Eivør Pálsdóttir (/fo/; born 21 July 1983), known mononymously as Eivør, is a Faroese singer-songwriter. Born and raised in Syðrugøta, she had her first televised performance at the age of 13. Over the course of her decades-long career, her musical output has spanned a wide range of genres such as folk, art pop, jazz, folk rock, classical and electronica. She is the elder sister of singer Elinborg.

==Career==
In 1999, at the age of 15, she became the lead singer in Clickhaze. The following year, she released her first self-titled album, Eivør Pálsdóttir, and then won the 2001 Prix Føroyar song contest as part of the band Clickhaze. She moved to Reykjavík in 2002 to study music, releasing an album with Yggdrasil the same year. Her second solo album, Krákan, released in 2003 and was nominated in three categories at the Icelandic Music Awards, winning Best Singer and Best Performer – an honour normally only reserved for Icelandic artists. The same year, she participated in Söngvakeppnin with the song "Í Nótt", reaching 6th place.

In 2004, Eivør was named Ársins Føroyingur (Faroe Islander of the Year).

In 2005, the DR Big Band released its 40th anniversary album, with all songs written and sung by Eivør. The same year, her performance of Úlfhamssaga led to her winning the awarded the Icelandic Gríma award. In 2007, Eivør's 5th album Mannabarn was released; an English-language version, Human Child, was released on the same day.

In 2010, she released the album Larva, marking a stark departure away from her folk sound, moving towards a more experimental and electronic musical style.

She married the Faroese composer and long-time collaborator Tróndur Bogason in 2012; the same year, she released the album Room, which won three awards at the Faroese Music Awards: Best Female Singer, Best Artist and Best Album of the Year. The following year, she covered "Den vilda" by One More Time in Icelandic, which charted on Tónlist TV.

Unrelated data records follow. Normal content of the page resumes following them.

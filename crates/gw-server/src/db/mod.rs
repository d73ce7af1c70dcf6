//! Postgres access
//!
//! [`PgStore`] implements the [`crate::store`] traits against the
//! GeneWeaver schema. The schema is owned by the GeneWeaver database
//! project; this crate only reads and writes it. Queries are checked at
//! runtime (`sqlx::query_as` and [`sqlx::QueryBuilder`]), so building does
//! not need a live database.

mod constraints;
mod genes;
mod genesets;
mod ontology;
mod publications;
mod species;
mod users;

use async_trait::async_trait;
use sqlx::postgres::{PgPool, PgPoolOptions};
use sqlx::Executor;
use std::time::Duration;
use thiserror::Error;

use crate::config::DatabaseConfig;
use crate::store::Store;

pub use constraints::map_unique_violation;

/// Database operation errors with contextual information
#[derive(Error, Debug)]
pub enum DbError {
    /// SQL query or connection error
    #[error("Database query failed: {0}")]
    Sqlx(#[from] sqlx::Error),

    /// Database configuration is invalid or missing
    #[error("Database configuration error: {0}. Check DATABASE_URL and connection settings.")]
    Config(String),

    /// Requested record does not exist
    #[error("{0}")]
    NotFound(String),

    /// Record already exists (unique constraint violation)
    #[error("{0}")]
    Duplicate(String),

    /// A stored code outside its vocabulary
    #[error("Invalid stored value: {0}")]
    InvalidCode(String),
}

impl DbError {
    pub fn not_found(resource_type: &str, identifier: &str) -> Self {
        Self::NotFound(format!("{} '{}' not found in database", resource_type, identifier))
    }

    pub fn duplicate(resource_type: &str, identifier: &str) -> Self {
        Self::Duplicate(format!("{} '{}' already exists", resource_type, identifier))
    }

    pub fn config(message: impl Into<String>) -> Self {
        Self::Config(message.into())
    }
}

impl From<gw_common::GwError> for DbError {
    fn from(err: gw_common::GwError) -> Self {
        Self::InvalidCode(err.to_string())
    }
}

pub type DbResult<T> = Result<T, DbError>;

#[derive(Debug, Clone)]
pub struct DbConfig {
    pub url: String,
    pub max_connections: u32,
    pub min_connections: u32,
    pub connect_timeout_secs: u64,
    pub idle_timeout_secs: Option<u64>,
    pub search_path: String,
}

impl From<&DatabaseConfig> for DbConfig {
    fn from(config: &DatabaseConfig) -> Self {
        Self {
            url: config.url.clone(),
            max_connections: config.max_connections,
            min_connections: config.min_connections,
            connect_timeout_secs: config.connect_timeout_secs,
            idle_timeout_secs: Some(config.idle_timeout_secs).filter(|secs| *secs > 0),
            search_path: config.search_path.clone(),
        }
    }
}

impl DbConfig {
    /// Schema names joined by commas; anything else is rejected since the
    /// value is interpolated into `SET search_path`.
    fn validated_search_path(&self) -> DbResult<String> {
        let schemas: Vec<&str> = self
            .search_path
            .split(',')
            .map(str::trim)
            .filter(|s| !s.is_empty())
            .collect();

        if schemas.is_empty() {
            return Err(DbError::config("search path is empty"));
        }
        if let Some(bad) = schemas
            .iter()
            .find(|s| !s.chars().all(|c| c.is_ascii_alphanumeric() || c == '_'))
        {
            return Err(DbError::config(format!("invalid schema name '{}' in search path", bad)));
        }

        Ok(schemas.join(", "))
    }
}

pub async fn create_pool(config: &DbConfig) -> DbResult<PgPool> {
    let search_path = config.validated_search_path()?;

    let mut options = PgPoolOptions::new()
        .max_connections(config.max_connections)
        .min_connections(config.min_connections)
        .acquire_timeout(Duration::from_secs(config.connect_timeout_secs))
        .after_connect(move |conn, _meta| {
            let statement = format!("SET search_path TO {}", search_path);
            Box::pin(async move {
                conn.execute(statement.as_str()).await?;
                Ok(())
            })
        });

    if let Some(idle_timeout) = config.idle_timeout_secs {
        options = options.idle_timeout(Duration::from_secs(idle_timeout));
    }

    let pool = options.connect(&config.url).await?;

    tracing::info!(
        max_connections = config.max_connections,
        min_connections = config.min_connections,
        "Database connection pool created"
    );

    Ok(pool)
}

pub async fn health_check(pool: &PgPool) -> DbResult<()> {
    sqlx::query("SELECT 1")
        .execute(pool)
        .await
        .map(|_| ())
        .map_err(DbError::from)
}

/// Postgres-backed implementation of every store trait.
#[derive(Clone)]
pub struct PgStore {
    pool: PgPool,
}

impl PgStore {
    pub fn new(pool: PgPool) -> Self {
        Self { pool }
    }

    pub fn pool(&self) -> &PgPool {
        &self.pool
    }
}

#[async_trait]
impl Store for PgStore {
    async fn health_check(&self) -> DbResult<()> {
        health_check(&self.pool).await
    }
}

#[cfg(test)]
mod tests {
    use super::*;

    fn config_with_path(path: &str) -> DbConfig {
        DbConfig {
            search_path: path.to_string(),
            ..DbConfig::from(&crate::config::Config::default().database)
        }
    }

    #[test]
    fn test_from_database_config() {
        let mut database = crate::config::Config::default().database;
        database.idle_timeout_secs = 0;
        let config = DbConfig::from(&database);
        assert_eq!(config.max_connections, database.max_connections);
        assert_eq!(config.idle_timeout_secs, None);
    }

    #[test]
    fn test_search_path_validation() {
        assert_eq!(
            config_with_path("production, extsrc,odestatic").validated_search_path().unwrap(),
            "production, extsrc, odestatic"
        );
        assert!(config_with_path("public; DROP TABLE usr").validated_search_path().is_err());
        assert!(config_with_path(" , ").validated_search_path().is_err());
    }

    #[test]
    fn test_error_helpers() {
        assert!(matches!(DbError::duplicate("Term", "GO:1"), DbError::Duplicate(_)));
        let err = DbError::not_found("Gene database", "7");
        assert_eq!(err.to_string(), "Gene database '7' not found in database");
    }
}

In 2015, Eivør released two companion albums, Bridges and Slør, sung in English and Faroese respectively. Describing the writing process in an interview with Stacja Islandia, she said that "[it] kept coming to me in such a manner that I would write a lyric in English and straight afterwards a lyric in Faroese would arrive – a kind of mirror image or reflection. Most of the songs were written together in pairs. The albums are therefore two different works yet also a unity. This has been my dream project for over 2 years now."

In 2016, she collaborated with Bear McCreary on the soundtrack for God of War, performing it with a live orchestra at the E3 2016 Sony press conference. She collaborated with the DR Big Band once again that same year, releasing the orchestral album At the Heart of a Selkie. In 2018, she collaborated with John Lunn on the soundtrack to The Last Kingdom. In 2020, she released the album Segl. She became the cover artist first time of ÖMC Dergi (Dergi), Turkey's biggest digital music magazine, to promote her new album Segl. 2022 saw her collaborating again with Bear McCreary on the soundtrack for God of War Ragnarök, the sequel to 2018's game.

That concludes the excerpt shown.